Friday, December 5, 2014

December 5 Advent



I am going to interrupt our story to skip backwards a few books to an old testament prophecy about John the Baptist. This still fits into the theme of the last couple of days, about speaking the prophetic words God gives you. (I promise this won't be the theme for the entire Christmas season! But it is a big one surrounding John...)

Malachi 3:1
"“I will send my messenger, who will prepare the way before me. Then suddenly the Lord you are seeking will come to his temple; the messenger of the covenant, whom you desire, will come,” says the Lord Almighty. 

Pretty self explanatory, right? WELL! The next part and the following chapter are the reason I felt this book required noting in this Christmas season! Take a read, thinking about how Jesus treats the priests and teachers of the law during his time of ministry...
Malachi 3:2-5
But who can endure the day of his coming? Who can stand when he appears? For he will be like a refiner’s fire or a launderer’s soap. He will sit as a refiner and purifier of silver; he will purify the Levites and refine them like gold and silver. Then the Lord will have men who will bring offerings in righteousness and the offerings of Judah and Jerusalem will be acceptable to the Lord, as in days gone by, as in former years. “So I will come to put you on trial. I will be quick to testify against sorcerers, adulterers and perjurers, against those who defraud laborers of their wages, who oppress the widows and the fatherless, and deprive the foreigners among you of justice, but do not fear me,” says the Lord Almighty."
I think that last verse is haunting. Doesn’t it sound like Christ’s very words and purpose? If you read Malachi chapter 4, you will become confused, and wonder if you are simply reading one of Jesus’s rebukes to the teachers, in the New Testament. You could almost copy and past almost this whole book, stick it into the middle of Luke and highlight it in red, and you would never be able to tell it wasn’t Christ speaking!! Do you know why? Because Christ says “I Am”. This means, Malachi was writing the words of Christ, because Christ was with God and was God, even before He came to the earth. It would seem as though Christ got to hand-pick John the Baptist, and already knew before His own birth how He would act, whom He would love, and who’s hearts would be hardened towards Him. Interesting eh? Malachi... give it a read! Its a short book, you can do it! 

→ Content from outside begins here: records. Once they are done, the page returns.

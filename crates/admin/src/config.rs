//! Portal configuration loaded from environment variables.
//!
//! # Environment Variables
//!
//! ## Required
//! - `PORTAL_BASE_URL` - Public URL for the portal
//! - `BAAS_URL` - Project URL of the backend (e.g., `https://xyz.example.co`)
//! - `BAAS_ANON_KEY` - Backend anon (public) API key
//!
//! ## Optional
//! - `PORTAL_HOST` - Bind address (default: 127.0.0.1)
//! - `PORTAL_PORT` - Listen port (default: 3001)
//! - `PORTAL_LOG_JSON` - Emit logs as JSON when set
//! - `BAAS_AVATAR_BUCKET` - Storage bucket for avatars (default: avatars)
//! - `CONSOLE_PAGE_SIZE` - User directory page size, 1 to 100 (default: 10)
//! - `CONSOLE_IDLE_MINUTES` - Minutes before an idle console is discarded, at least 1 (default: 30)
//! - `SENTRY_DSN` - Sentry error tracking DSN
//! - `SENTRY_ENVIRONMENT` - Sentry environment name
//! - `SENTRY_SAMPLE_RATE` - Error sample rate (default: 1.0)
//! - `SENTRY_TRACES_SAMPLE_RATE` - Traces sample rate (default: 1.0)
//!
//! ## Optional (TLS)
//! - `PORTAL_TLS_CERT` - PEM-encoded certificate chain
//! - `PORTAL_TLS_KEY` - PEM-encoded private key

use std::collections::HashMap;
use std::net::{IpAddr, SocketAddr};
use std::time::Duration;

use secrecy::SecretString;
use thiserror::Error;
use url::Url;

const MIN_ENTROPY_BITS_PER_CHAR: f64 = 3.3;
const DEFAULT_PAGE_SIZE: u32 = 10;
const MAX_PAGE_SIZE: u32 = 100;
const DEFAULT_IDLE_MINUTES: u64 = 30;

/// Blocklist of common placeholder patterns (case-insensitive)
const PLACEHOLDER_PATTERNS: &[&str] = &[
    "your-",
    "changeme",
    "replace",
    "placeholder",
    "example",
    "secret",
    "password",
    "xxx",
    "todo",
    "fixme",
    "insert",
    "enter-",
    "put-your",
    "add-your",
];

/// Configuration errors that can occur during loading.
#[derive(Debug, Error)]
pub enum ConfigError {
    #[error("Missing environment variable: {0}")]
    MissingEnvVar(String),
    #[error("Invalid environment variable {0}: {1}")]
    InvalidEnvVar(String, String),
    #[error("Insecure secret in {0}: {1}")]
    InsecureSecret(String, String),
}

/// Portal application configuration.
#[derive(Debug, Clone)]
pub struct PortalConfig {
    /// IP address to bind the server to
    pub host: IpAddr,
    /// Port to listen on
    pub port: u16,
    /// Public base URL for the portal
    pub base_url: String,
    /// Emit JSON logs
    pub log_json: bool,
    /// Backend connection
    pub baas: BaasConfig,
    /// Console behavior
    pub console: ConsoleConfig,
    /// Sentry DSN for error tracking
    pub sentry_dsn: Option<String>,
    /// Sentry environment (e.g., "development", "staging", "production")
    pub sentry_environment: Option<String>,
    /// Sentry error sample rate (0.0 to 1.0)
    pub sentry_sample_rate: f32,
    /// Sentry traces sample rate for performance monitoring (0.0 to 1.0)
    pub sentry_traces_sample_rate: f32,
    /// TLS configuration for HTTPS (optional)
    pub tls: Option<TlsConfig>,
}

/// Backend connection settings.
///
/// Implements `Debug` manually to redact the anon key.
#[derive(Clone)]
pub struct BaasConfig {
    /// Project URL
    pub url: Url,
    /// Anon API key, sent with every request
    pub anon_key: SecretString,
    /// Storage bucket holding avatars
    pub avatar_bucket: String,
}

impl std::fmt::Debug for BaasConfig {
    fn fmt(&self, f: &mut std::fmt::Formatter<'_>) -> std::fmt::Result {
        f.debug_struct("BaasConfig")
            .field("url", &self.url.as_str())
            .field("anon_key", &"[REDACTED]")
            .field("avatar_bucket", &self.avatar_bucket)
            .finish()
    }
}

impl BaasConfig {
    fn from_env() -> Result<Self, ConfigError> {
        let url = get_required_env("BAAS_URL")?;
        let url = Url::parse(&url)
            .map_err(|e| ConfigError::InvalidEnvVar("BAAS_URL".to_string(), e.to_string()))?;

        // The anon key is public by design; a weak-looking one is only suspicious.
        let anon_key = get_required_env("BAAS_ANON_KEY")?;
        if let Err(e) = validate_secret_strength(&anon_key, "BAAS_ANON_KEY") {
            tracing::warn!("BAAS_ANON_KEY validation warning: {e}");
        }

        Ok(Self {
            url,
            anon_key: SecretString::from(anon_key),
            avatar_bucket: get_env_or_default("BAAS_AVATAR_BUCKET", "avatars"),
        })
    }
}

/// Console settings.
#[derive(Debug, Clone, Copy, PartialEq, Eq)]
pub struct ConsoleConfig {
    /// Fixed user directory page size
    pub page_size: u32,
    /// How long an unused console instance is kept
    pub idle_timeout: Duration,
}

impl Default for ConsoleConfig {
    fn default() -> Self {
        Self {
            page_size: DEFAULT_PAGE_SIZE,
            idle_timeout: Duration::from_secs(DEFAULT_IDLE_MINUTES * 60),
        }
    }
}

impl ConsoleConfig {
    fn from_env() -> Result<Self, ConfigError> {
        let page_size = get_env_or_default("CONSOLE_PAGE_SIZE", &DEFAULT_PAGE_SIZE.to_string())
            .parse::<u32>()
            .map_err(|e| ConfigError::InvalidEnvVar("CONSOLE_PAGE_SIZE".to_string(), e.to_string()))
            .and_then(validate_page_size)?;
        let idle_minutes =
            get_env_or_default("CONSOLE_IDLE_MINUTES", &DEFAULT_IDLE_MINUTES.to_string())
                .parse::<u64>()
                .map_err(|e| {
                    ConfigError::InvalidEnvVar("CONSOLE_IDLE_MINUTES".to_string(), e.to_string())
                })
                .and_then(validate_idle_minutes)?;

        Ok(Self {
            page_size,
            idle_timeout: Duration::from_secs(idle_minutes.saturating_mul(60)),
        })
    }
}

/// TLS configuration for HTTPS.
#[derive(Clone)]
pub struct TlsConfig {
    /// PEM-encoded certificate chain
    pub cert_pem: String,
    /// PEM-encoded private key
    pub key_pem: SecretString,
}

impl std::fmt::Debug for TlsConfig {
    fn fmt(&self, f: &mut std::fmt::Formatter<'_>) -> std::fmt::Result {
        f.debug_struct("TlsConfig")
            .field("cert_pem", &"[CERTIFICATE]")
            .field("key_pem", &"[REDACTED]")
            .finish()
    }
}

impl TlsConfig {
    fn from_env() -> Result<Option<Self>, ConfigError> {
        let cert_pem = get_optional_env("PORTAL_TLS_CERT");
        let key_pem = get_optional_env("PORTAL_TLS_KEY");

        match (cert_pem, key_pem) {
            (Some(cert), Some(key)) => Ok(Some(Self {
                cert_pem: cert,
                key_pem: SecretString::from(key),
            })),
            (None, None) => Ok(None),
            _ => Err(ConfigError::InvalidEnvVar(
                "PORTAL_TLS_*".to_string(),
                "Both PORTAL_TLS_CERT and PORTAL_TLS_KEY must be set together".to_string(),
            )),
        }
    }
}

impl PortalConfig {
    /// Load configuration from environment variables.
    ///
    /// Calls `dotenvy::dotenv()` to load from `.env` file if present.
    ///
    /// # Errors
    ///
    /// Returns `ConfigError` if required variables are missing or invalid.
    pub fn from_env() -> Result<Self, ConfigError> {
        // Load .env file if present (ignore errors if not found)
        let _ = dotenvy::dotenv();

        let host = get_env_or_default("PORTAL_HOST", "127.0.0.1")
            .parse::<IpAddr>()
            .map_err(|e| ConfigError::InvalidEnvVar("PORTAL_HOST".to_string(), e.to_string()))?;
        let port = get_env_or_default("PORTAL_PORT", "3001")
            .parse::<u16>()
            .map_err(|e| ConfigError::InvalidEnvVar("PORTAL_PORT".to_string(), e.to_string()))?;
        let base_url = get_required_env("PORTAL_BASE_URL")?;
        Url::parse(&base_url).map_err(|e| {
            ConfigError::InvalidEnvVar("PORTAL_BASE_URL".to_string(), e.to_string())
        })?;

        let baas = BaasConfig::from_env()?;
        let console = ConsoleConfig::from_env()?;
        let sentry_dsn = get_optional_env("SENTRY_DSN");
        let sentry_environment = get_optional_env("SENTRY_ENVIRONMENT");
        let sentry_sample_rate = get_optional_env("SENTRY_SAMPLE_RATE")
            .and_then(|s| s.parse().ok())
            .unwrap_or(1.0);
        let sentry_traces_sample_rate = get_optional_env("SENTRY_TRACES_SAMPLE_RATE")
            .and_then(|s| s.parse().ok())
            .unwrap_or(1.0);
        let tls = TlsConfig::from_env()?;

        Ok(Self {
            host,
            port,
            base_url,
            log_json: get_optional_env("PORTAL_LOG_JSON").is_some(),
            baas,
            console,
            sentry_dsn,
            sentry_environment,
            sentry_sample_rate,
            sentry_traces_sample_rate,
            tls,
        })
    }

    /// Returns the socket address for binding the server.
    #[must_use]
    pub const fn socket_addr(&self) -> SocketAddr {
        SocketAddr::new(self.host, self.port)
    }

    /// Whether session cookies must be marked `Secure`.
    #[must_use]
    pub fn secure_cookies(&self) -> bool {
        self.base_url.starts_with("https://")
    }
}

// =============================================================================
// Helper Functions
// =============================================================================

/// Get a required environment variable.
fn get_required_env(key: &str) -> Result<String, ConfigError> {
    std::env::var(key).map_err(|_| ConfigError::MissingEnvVar(key.to_string()))
}

/// Get an optional environment variable.
fn get_optional_env(key: &str) -> Option<String> {
    std::env::var(key).ok()
}

/// Get an environment variable with a default value.
fn get_env_or_default(key: &str, default: &str) -> String {
    std::env::var(key).unwrap_or_else(|_| default.to_string())
}

fn validate_page_size(page_size: u32) -> Result<u32, ConfigError> {
    if (1..=MAX_PAGE_SIZE).contains(&page_size) {
        Ok(page_size)
    } else {
        Err(ConfigError::InvalidEnvVar(
            "CONSOLE_PAGE_SIZE".to_string(),
            format!("must be between 1 and {MAX_PAGE_SIZE} (got {page_size})"),
        ))
    }
}

fn validate_idle_minutes(minutes: u64) -> Result<u64, ConfigError> {
    if minutes == 0 {
        Err(ConfigError::InvalidEnvVar(
            "CONSOLE_IDLE_MINUTES".to_string(),
            "must be at least 1".to_string(),
        ))
    } else {
        Ok(minutes)
    }
}

/// Calculate Shannon entropy in bits per character.
fn shannon_entropy(s: &str) -> f64 {
    if s.is_empty() {
        return 0.0;
    }

    let mut freq: HashMap<char, usize> = HashMap::new();
    for c in s.chars() {
        *freq.entry(c).or_insert(0) += 1;
    }

    #[allow(clippy::cast_precision_loss)] // String length will never exceed f64 precision
    let len = s.len() as f64;
    freq.values()
        .map(|&count| {
            #[allow(clippy::cast_precision_loss)] // Character count will never exceed f64 precision
            let p = count as f64 / len;
            -p * p.log2()
        })
        .sum()
}

/// Check that a key is not a placeholder and has sufficient entropy.
fn validate_secret_strength(secret: &str, var_name: &str) -> Result<(), ConfigError> {
    let lower = secret.to_lowercase();

    for pattern in PLACEHOLDER_PATTERNS {
        if lower.contains(pattern) {
            return Err(ConfigError::InsecureSecret(
                var_name.to_string(),
                format!("appears to be a placeholder (contains '{pattern}')"),
            ));
        }
    }

    let entropy = shannon_entropy(secret);
    if entropy < MIN_ENTROPY_BITS_PER_CHAR {
        return Err(ConfigError::InsecureSecret(
            var_name.to_string(),
            format!(
                "entropy too low ({entropy:.2} bits/char, need >= {MIN_ENTROPY_BITS_PER_CHAR:.1})"
            ),
        ));
    }

    Ok(())
}
//! Integration tests for login, logout and the session cookie.

use axum::http::StatusCode;
use ilia_portal_admin::baas::memory::Operation;
use ilia_portal_core::Role;
use ilia_portal_integration_tests::TestApp;

#[tokio::test]
async fn test_health() {
    let app = TestApp::new();
    let response = app.get("/health", None).await;
    assert_eq!(response.status, StatusCode::OK);
    assert_eq!(response.body, "ok");
}

#[tokio::test]
async fn test_root_redirects_home() {
    let app = TestApp::new();
    app.get("/", None).await.assert_redirect("/home");

    let home = app.get("/home", None).await;
    assert_eq!(home.status, StatusCode::OK);
    assert!(home.body.contains("href=\"/login\""));
}

#[tokio::test]
async fn test_security_headers_are_set() {
    let app = TestApp::new();
    let response = app.get("/home", None).await;
    assert_eq!(response.headers["x-frame-options"], "DENY");
    assert_eq!(response.headers["x-content-type-options"], "nosniff");
    assert!(response.headers.contains_key("content-security-policy"));
}

#[tokio::test]
async fn test_login_with_wrong_password_shows_error() {
    let app = TestApp::new();
    app.add_account("member@ilia.test", Role::User).await;

    let response = app
        .post_form("/login", "email=member@ilia.test&password=nope", None)
        .await;
    response.assert_redirect("/login?error=credentials");
    assert!(response.cookie.is_none());

    let page = app.get("/login?error=credentials", None).await;
    assert!(page.body.contains("Email or password is incorrect."));
}

#[tokio::test]
async fn test_login_rejects_malformed_email_without_backend_call() {
    let app = TestApp::new();

    let response = app
        .post_form("/login", "email=not-an-email&password=secret", None)
        .await;
    response.assert_redirect("/login?error=email");
    assert_eq!(app.backend.call_count(Operation::SignIn).await, 0);
}

#[tokio::test]
async fn test_login_then_logout() {
    let app = TestApp::new();
    app.add_account("member@ilia.test", Role::User).await;

    let cookie = app.login("member@ilia.test").await;

    let home = app.get("/home", Some(&cookie)).await;
    assert!(home.body.contains("Signed in as member@ilia.test"));
    app.get("/login", Some(&cookie))
        .await
        .assert_redirect("/home");

    app.post_form("/logout", "", Some(&cookie))
        .await
        .assert_redirect("/login");
    assert_eq!(app.backend.call_count(Operation::SignOut).await, 1);

    app.get("/account/profile", Some(&cookie))
        .await
        .assert_redirect("/login");
}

This may not seem Christmas-related... but just think... before Jesus was born, he was “I Am”. He spoke to the patriarchs of the Jewish faith, gave Moses commands on mount Sinai, granted His authority to Elijah, Elisha, Jeremiah and more, mentored King David and Solomon, had his hand in the destruction and captivity of the Jewish nation, and more. Jesus knew His whole life, AND ours. He knew the hearts of each and every Pharisee, each and every disciple, all before He was even conceived. Jesus knew how very little He would comprehend as a newborn infant, and that He would need to learn it all again, as a human. Jesus knew exactly what He was getting Himself into. And yet He chose to come anyway. 

I wonder if He was able to remember much of heaven, or if it just came in glimpses. I wonder sometimes, if He had to learn about His faith like every other boy of that time, or if He simply knew it all, even as an infant in His mother’s arms... Questions I will ask when I get to heaven. In the mean-time, today’s “lesson” is simply to marvel in gratitude at Christ’s informed choice to become what He became on Christmas. To dwell on some of the things prophesied of old, that may have been Jesus speaking to His future (like the whole book of Malachi pretty much).

Dear Jesus,
Thank you for coming, even though you knew what would happen ahead of time. You knew every careless heart, and yet you pursued each and every one anyway. You knew the ridicule, and the horror of a death you would face, and you knew how all your heavenly power and wisdom would vanish in an instant, the moment you were conceived and born. Lord, we pray you would soften our hearts to marvel at what an extraordinary thing it is, that you were fully God, yet an infant with so many limitations. Bring us gratitude that you would sacrifice everything, to become a helpless baby of a teenage girl, and grow up pure and spotless, to be our perfect sacrifice once and for all. Thank you Lord.
Amen.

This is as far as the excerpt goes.